The report, entitled "The Power of Portals: Who's Using Them and How," suggests that user loyalty and duration are replacing traffic (or "reach") as the most accurate method of measuring portal effectiveness. Yahoo has the most loyal user base, with 36 percent of its visitors deemed loyal visitors according to the report's metrics. As for duration, loyal Yahoo users stay for an average of 161 minutes per month -- Excite is a close second, with loyal users staying 160 minutes.
The secret to Yahoo's success is simple: simplicity and familiarity. Yahoo was the first among equals when Web search engines and directories began popping up in the wake of the Web browser. It offered an easy-to-use and very intuitive directory structure--a library-type system of broad categories split into multiple, cross-referenced subcategories. Compared with the then-prevalent Boolean search model -- with its relatively complex logic of AND, OR, NOT, and so on -- Yahoo was fast and friendly.
Since then Yahoo has evolved into the powerhouse of portal sites, offering a vast selection of services such as free e-mail, online shopping and auctions, chat, instant messaging, personalized calendar services, and much more. But it has still maintained its basic directory structure of editorially chosen Web sites. By incorporating advanced search technology within the directory itself, Yahoo remains one of the easiest and best ways of finding what you want online.
Enter a term in Yahoo's search box and you'll get a variety of returns. First, Yahoo scans its own directory for relevant categories, then relevant Web sites, and finally, scans the Web as a whole using Inktomi's licensed search technology. Each return -- whether a category or Web page -- is hyperlinked for easy navigation. For example, enter "Academy Awards" and you get six category matches, the first being the one you're most likely to be looking for: Entertainment/Movies and Film/Awards/Academy Awards.
Click to that category page, and you'll get a link to Oscar.Com, the official home page for the awards, plus separate listings for the previous three events and subdirectories for history and contests.
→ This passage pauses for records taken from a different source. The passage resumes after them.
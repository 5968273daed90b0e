//! Caller-ordered input list for the JPG→PDF assembler.
//!
//! Page order in the merged PDF is exactly the order of this list. The
//! move operations swap an entry with its neighbour and are no-ops at the
//! edges or for out-of-range indices.

use std::path::{Path, PathBuf};

/// An ordered list of image paths.
#[derive(Debug, Clone, Default, PartialEq, Eq)]
pub struct ImageOrder {
    items: Vec<PathBuf>,
}

impl ImageOrder {
    pub fn new(items: Vec<PathBuf>) -> Self {
        Self { items }
    }

    /// Replace the whole selection.
    pub fn replace(&mut self, items: Vec<PathBuf>) {
        self.items = items;
    }

    pub fn push(&mut self, path: impl Into<PathBuf>) {
        self.items.push(path.into());
    }

    pub fn len(&self) -> usize {
        self.items.len()
    }

    pub fn is_empty(&self) -> bool {
        self.items.is_empty()
    }

    pub fn as_slice(&self) -> &[PathBuf] {
        &self.items
    }

    pub fn into_vec(self) -> Vec<PathBuf> {
        self.items
    }

    /// Swap entry `index` with the one before it. Returns the entry's new
    /// index, or `None` if nothing moved.
    pub fn move_up(&mut self, index: usize) -> Option<usize> {
        if index == 0 || index >= self.items.len() {
            return None;
        }
        self.items.swap(index - 1, index);
        Some(index - 1)
    }

    /// Swap entry `index` with the one after it. Returns the entry's new
    /// index, or `None` if nothing moved.
    pub fn move_down(&mut self, index: usize) -> Option<usize> {
        if index + 1 >= self.items.len() {
            return None;
        }
        self.items.swap(index, index + 1);
        Some(index + 1)
    }

    /// File names for display, in order.
    pub fn display_names(&self) -> Vec<String> {
        self.items
            .iter()
            .map(|p| display_name(p))
            .collect()
    }
}

fn display_name(path: &Path) -> String {
    path.file_name()
        .map(|n| n.to_string_lossy().into_owned())
        .unwrap_or_else(|| path.display().to_string())
}

impl From<Vec<PathBuf>> for ImageOrder {
    fn from(items: Vec<PathBuf>) -> Self {
        Self::new(items)
    }
}

#[cfg(test)]
mod tests {
    use super::*;

    fn order(names: &[&str]) -> ImageOrder {
        ImageOrder::new(names.iter().map(PathBuf::from).collect())
    }

    #[test]
    fn move_up_swaps_with_previous() {
        let mut o = order(&["a.jpg", "b.jpg", "c.jpg"]);
        assert_eq!(o.move_up(2), Some(1));
        assert_eq!(o.display_names(), vec!["a.jpg", "c.jpg", "b.jpg"]);
    }

    #[test]
    fn move_down_swaps_with_next() {
        let mut o = order(&["a.jpg", "b.jpg", "c.jpg"]);
        assert_eq!(o.move_down(0), Some(1));
        assert_eq!(o.display_names(), vec!["b.jpg", "a.jpg", "c.jpg"]);
    }

    #[test]
    fn edges_are_no_ops() {
        let mut o = order(&["a.jpg", "b.jpg"]);
        assert_eq!(o.move_up(0), None);
        assert_eq!(o.move_down(1), None);
        assert_eq!(o.move_down(7), None);
        assert_eq!(o.move_up(7), None);
        assert_eq!(o.display_names(), vec!["a.jpg", "b.jpg"]);
    }

    #[test]
    fn up_then_down_restores() {
        let original = order(&["a.jpg", "b.jpg", "c.jpg"]);
        let mut o = original.clone();
        let moved = o.move_up(1).unwrap();
        o.move_down(moved);
        assert_eq!(o, original);
    }

    #[test]
    fn empty_list() {
        let mut o = ImageOrder::default();
        assert!(o.is_empty());
        assert_eq!(o.move_down(0), None);
        o.push("x.jpg");
        assert_eq!(o.len(), 1);
    }
}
Each subdirectory is also directly hyperlinked. So if you want to jump up a level or two to broaden your selection, you can separately click Entertainment, Movies and Film, or Awards.
You'll also get conspicuous links to "shop online," but that's to be expected -- they gotta pay the bills. What Yahoo does better than any of its competitors is to provide an immediately accessible search system that even the newest of newbies can figure out quickly. That said, it's also true that Yahoo only indexes a relatively small portion of the Web and is best used for finding large and established Web sites. (HotBot is a good choice for scanning the most recent online content.)
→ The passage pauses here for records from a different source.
//! Background execution of conversion jobs.
//!
//! A [`JobRunner`] runs one job at a time on tokio's blocking pool and hands
//! the result back through a oneshot channel wrapped in a [`JobHandle`].
//! Submitting while a job is still running is rejected with
//! [`ConvertError::JobInFlight`], so two jobs never share progress state.
//!
//! ```rust,no_run
//! use pdfjpg::{EngineConfig, Job, JobOutcome, JobRunner, JpgToPdfConfig};
//! use std::path::PathBuf;
//!
//! # #[tokio::main]
//! # async fn main() -> Result<(), Box<dyn std::error::Error>> {
//! let runner = JobRunner::new(EngineConfig::discover());
//! let handle = runner.submit(Job::JpgToPdf {
//!     images: vec![PathBuf::from("a.jpg"), PathBuf::from("b.jpg")],
//!     config: JpgToPdfConfig::default(),
//! })?;
//! let outcome = JobOutcome::from_result(&handle.wait().await);
//! println!("{}: {}", outcome.success, outcome.message);
//! # Ok(())
//! # }
//! ```

use crate::config::{EngineConfig, JpgToPdfConfig, PdfToJpgConfig};
use crate::convert;
use crate::error::ConvertError;
use crate::output::{JpgToPdfOutput, PdfToJpgOutput};
use std::path::{Path, PathBuf};
use std::sync::atomic::{AtomicBool, Ordering};
use std::sync::Arc;
use tokio::sync::oneshot;
use tracing::{debug, warn};

/// One unit of work.
#[derive(Debug, Clone)]
pub enum Job {
    /// Rasterise each PDF in order; stops at the first failing document.
    PdfToJpg {
        inputs: Vec<PathBuf>,
        config: PdfToJpgConfig,
    },
    /// Merge images, in order, into one PDF.
    JpgToPdf {
        images: Vec<PathBuf>,
        config: JpgToPdfConfig,
    },
}

impl Job {
    /// Run the job on the current thread.
    pub fn run(self, engine: &EngineConfig) -> Result<JobOutput, ConvertError> {
        match self {
            Job::PdfToJpg { inputs, config } => {
                convert::pdfs_to_jpg(&inputs, engine, &config).map(JobOutput::Images)
            }
            Job::JpgToPdf { images, config } => {
                convert::jpg_to_pdf(&images, &config).map(JobOutput::Pdf)
            }
        }
    }

    fn kind(&self) -> &'static str {
        match self {
            Job::PdfToJpg { .. } => "pdf-to-jpg",
            Job::JpgToPdf { .. } => "jpg-to-pdf",
        }
    }
}

/// What a successful job produced.
#[derive(Debug, Clone, PartialEq, Eq)]
pub enum JobOutput {
    Images(Vec<PdfToJpgOutput>),
    Pdf(JpgToPdfOutput),
}

impl JobOutput {
    /// Where the user should look: the last output folder, or the PDF.
    pub fn location(&self) -> Option<&Path> {
        match self {
            JobOutput::Images(outputs) => outputs.last().map(|o| o.output_dir.as_path()),
            JobOutput::Pdf(output) => Some(output.output_file.as_path()),
        }
    }
}

/// A result reduced to a success flag and a message for the user.
#[derive(Debug, Clone, PartialEq, Eq)]
pub struct JobOutcome {
    pub success: bool,
    pub message: String,
    pub location: Option<PathBuf>,
}

impl JobOutcome {
    pub fn from_result(result: &Result<JobOutput, ConvertError>) -> Self {
        match result {
            Ok(output) => {
                let message = match output {
                    JobOutput::Images(outputs) => {
                        let pages: usize = outputs.iter().map(|o| o.files.len()).sum();
                        format!(
                            "Converted {} PDF(s), {} page image(s) saved next to the originals",
                            outputs.len(),
                            pages
                        )
                    }
                    JobOutput::Pdf(output) => {
                        format!("PDF created: {}", output.output_file.display())
                    }
                };
                Self {
                    success: true,
                    message,
                    location: output.location().map(Path::to_path_buf),
                }
            }
            Err(e) => Self {
                success: false,
                message: e.to_string(),
                location: None,
            },
        }
    }
}

/// Clears the busy flag when the worker ends, including by panic.
struct BusyGuard(Arc<AtomicBool>);

impl Drop for BusyGuard {
    fn drop(&mut self) {
        self.0.store(false, Ordering::SeqCst);
    }
}

/// Runs at most one job at a time in the background.
#[derive(Debug, Clone)]
pub struct JobRunner {
    engine: Arc<EngineConfig>,
    busy: Arc<AtomicBool>,
}

impl JobRunner {
    pub fn new(engine: EngineConfig) -> Self {
        Self {
            engine: Arc::new(engine),
            busy: Arc::new(AtomicBool::new(false)),
        }
    }

    pub fn engine(&self) -> &EngineConfig {
        &self.engine
    }

    /// `true` while a submitted job has not finished.
    pub fn is_busy(&self) -> bool {
        self.busy.load(Ordering::SeqCst)
    }

    /// Start `job` on the blocking pool.
    ///
    /// Must be called from within a tokio runtime.
    ///
    /// # Errors
    /// [`ConvertError::JobInFlight`] if another job is still running.
    pub fn submit(&self, job: Job) -> Result<JobHandle, ConvertError> {
        if self
            .busy
            .compare_exchange(false, true, Ordering::SeqCst, Ordering::SeqCst)
            .is_err()
        {
            warn!("Rejected {} job: another job is running", job.kind());
            return Err(ConvertError::JobInFlight);
        }

        let guard = BusyGuard(Arc::clone(&self.busy));
        let engine = Arc::clone(&self.engine);
        let (tx, rx) = oneshot::channel();
        debug!("Submitting {} job", job.kind());

        tokio::task::spawn_blocking(move || {
            let result = job.run(&engine);
            // Free the runner before reporting so the receiver can resubmit.
            drop(guard);
            let _ = tx.send(result);
        });

        Ok(JobHandle { rx })
    }
}

/// The pending result of a submitted job.
#[derive(Debug)]
pub struct JobHandle {
    rx: oneshot::Receiver<Result<JobOutput, ConvertError>>,
}

impl JobHandle {
    /// Wait for the job to finish.
    pub async fn wait(self) -> Result<JobOutput, ConvertError> {
        self.rx
            .await
            .map_err(|_| ConvertError::Internal("conversion worker stopped without a result".into()))?
    }
}

#[cfg(test)]
mod tests {
    use super::*;
    use crate::progress::ConversionProgressCallback;
    use image::{DynamicImage, Rgb, RgbImage};
    use std::sync::mpsc;
    use std::sync::Mutex;

    /// Holds the worker inside the job until the test releases it.
    struct Gate {
        release: Mutex<mpsc::Receiver<()>>,
    }

    impl ConversionProgressCallback for Gate {
        fn on_conversion_start(&self, _total_pages: usize) {
            let _ = self.release.lock().unwrap().recv();
        }
    }

    fn write_jpeg(path: &Path) {
        let img = RgbImage::from_pixel(4, 4, Rgb([1, 2, 3]));
        DynamicImage::ImageRgb8(img).save(path).unwrap();
    }

    #[tokio::test]
    async fn second_submission_is_rejected_while_busy() {
        let dir = tempfile::tempdir().unwrap();
        let img = dir.path().join("a.jpg");
        write_jpeg(&img);

        let (release, gate_rx) = mpsc::channel();
        let gated = JpgToPdfConfig::builder()
            .progress_callback(Arc::new(Gate {
                release: Mutex::new(gate_rx),
            }))
            .build()
            .unwrap();

        let runner = JobRunner::new(EngineConfig::missing("unused"));
        let first = runner
            .submit(Job::JpgToPdf {
                images: vec![img.clone()],
                config: gated,
            })
            .unwrap();
        assert!(runner.is_busy());

        let second = runner.submit(Job::JpgToPdf {
            images: vec![img.clone()],
            config: JpgToPdfConfig::default(),
        });
        assert!(matches!(second, Err(ConvertError::JobInFlight)));

        release.send(()).unwrap();
        let output = first.wait().await.unwrap();
        assert!(matches!(output, JobOutput::Pdf(ref o) if o.page_count == 1));
        assert!(!runner.is_busy());

        let third = runner
            .submit(Job::JpgToPdf {
                images: vec![img],
                config: JpgToPdfConfig::default(),
            })
            .unwrap();
        assert!(third.wait().await.is_ok());
    }

    #[tokio::test]
    async fn failures_reduce_to_message() {
        let runner = JobRunner::new(EngineConfig::missing("engine absent"));
        let handle = runner
            .submit(Job::PdfToJpg {
                inputs: vec![PathBuf::from("/x/doc.pdf")],
                config: PdfToJpgConfig::default(),
            })
            .unwrap();
        let outcome = JobOutcome::from_result(&handle.wait().await);
        assert!(!outcome.success);
        assert!(outcome.message.contains("doc.pdf failed"), "got: {}", outcome.message);
        assert!(outcome.message.contains("engine absent"));
        assert!(outcome.location.is_none());
        assert!(!runner.is_busy());
    }

    #[tokio::test]
    async fn empty_jpg_job_reports_no_images() {
        let runner = JobRunner::new(EngineConfig::missing("unused"));
        let handle = runner
            .submit(Job::JpgToPdf {
                images: vec![],
                config: JpgToPdfConfig::default(),
            })
            .unwrap();
        let outcome = JobOutcome::from_result(&handle.wait().await);
        assert!(!outcome.success);
        assert_eq!(outcome.message, "No images selected");
    }
}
Around the core axis of its directory and search system, Yahoo has gradually built up a wide array of other online services. Unlike competitors such as Lycos and the Go Network -- which maintain multiple domains for their various offerings -- Yahoo aims (and generally succeeds) at putting everything under one roof. The free e-mail service, de rigeur for portals nowadays, is among the best out there. The new personalized calendar feature is also among the top two or three available, and Yahoo's message boards and chat areas are easily the most populated on the Web.
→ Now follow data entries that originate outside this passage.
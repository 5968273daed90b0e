//! Page-count query from the PDF structure.
//!
//! Reading the page tree with lopdf keeps the count independent of the
//! rendering engine: the number of output files is decided before pdfium
//! renders anything.

use crate::error::ConvertError;
use lopdf::Document;
use std::path::Path;
use tracing::debug;

/// Number of pages in the PDF's page tree.
pub fn page_count(pdf: &Path) -> Result<usize, ConvertError> {
    let document = Document::load(pdf).map_err(|e| ConvertError::CorruptPdf {
        path: pdf.to_path_buf(),
        detail: e.to_string(),
    })?;

    let count = document.get_pages().len();
    debug!("{}: {} pages in page tree", pdf.display(), count);
    Ok(count)
}
fn engine_status(cli: &Cli, engine: &EngineConfig) -> Result<()> {
    let resolved = engine.require();

    if cli.json {
        let status = serde_json::json!({
            "available": resolved.is_ok(),
            "library_path": engine.library_path(),
            "version": pdfium_locate::PDFIUM_VERSION,
            "cache_dir": pdfium_locate::cache_dir(),
            "error": resolved.as_ref().err().map(|e| e.to_string()),
        });
        println!(
            "{}",
            serde_json::to_string_pretty(&status).context("Failed to serialise status")?
        );
        return Ok(());
    }

    match resolved {
        Ok(path) => println!("{} Engine:  {}", green("✔"), path.display()),
        Err(e) => println!("{} {}", red("✘"), e),
    }
    println!("Cache:     {}", pdfium_locate::cache_dir().display());
    println!("Searched:");
    for dir in pdfium_locate::search_dirs(pdfium_locate::executable_dir().as_deref()) {
        println!("  {}", dim(&dir.display().to_string()));
    }
    Ok(())
}

fn engine_fetch(cli: &Cli) -> Result<()> {
    let result = if cli.quiet || cli.json {
        tokio::task::block_in_place(|| pdfium_locate::fetch(None))
    } else {
        let dl_bar = ProgressBar::new(0);
        dl_bar.set_style(
            ProgressStyle::with_template(
                "{spinner:.cyan} {prefix:.bold}  \
                 [{bar:42.green/238}] {bytes}/{total_bytes}  ETA {eta_precise}",
            )
            .unwrap_or_else(|_| ProgressStyle::default_bar())
            .progress_chars("█▉▊▋▌▍▎▏  ")
            .tick_strings(TICKS),
        );
        dl_bar.set_prefix("PDF engine");
        dl_bar.enable_steady_tick(Duration::from_millis(80));

        let bar = dl_bar.clone();
        // block_in_place keeps the borrowed callback valid while the blocking
        // HTTP client runs off the async executor.
        let result = tokio::task::block_in_place(|| {
            pdfium_locate::fetch(Some(&|downloaded, total| {
                if let Some(t) = total {
                    if bar.length().unwrap_or(0) != t {
                        bar.set_length(t);
                    }
                }
                bar.set_position(downloaded);
            }))
        });
        dl_bar.finish_and_clear();
        result
    };
    let path = result.context("Failed to download PDFium engine")?;

    if cli.json {
        println!("{}", serde_json::json!({ "library_path": path }));
    } else if !cli.quiet {
        eprintln!("{} PDF engine ready: {}", green("✔"), bold(&path.display().to_string()));
    }
    Ok(())
}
The relatively new Yahoo Clubs feature lets you set up your own, somewhat limited, Web page -- with built-in message boards, chat, a member-to-member e-mail system, and a member activity log that tracks the comings and goings of your visitors. This is one area where Yahoo falls well short of its more specialized competitors -- Tripod and GeoCities offer many more options, and even direct competitor Excite Communities has a better overall service.
However, as with its Web page directory, Yahoo does an outstanding job of cross-linking all its internal offerings. You need only register once with Yahoo, and you can then use your personal profile to access all the various customized services -- clubs, calendar, chat, classifieds, e-mail, games, message boards, pager, stock portfolios, travel services, and so on.
One final and crucial aspect of Yahoo's success -- it's among the speediest sites on the Web. Considering that it gets more traffic on average than just about any other site, that's pretty remarkable. Like so much else about the site, Yahoo is fast for the simplest of reasons: It invests heavily in its server infrastructure and uses an efficient design model that eschews bandwidth-hogging bells and whistles.
Yahoo's approach to running a supersite is only one of many -- Excite, for instance, relies more heavily on customization, and Netcenter is banking on improved integration with your browser. But Yahoo's emphasis on simplicity and speed has proven to be essential as search engines evolve into all-encompassing portal sites. As more and better services are developed, Yahoo stands the best of chance of incorporating new features quickly and effectively.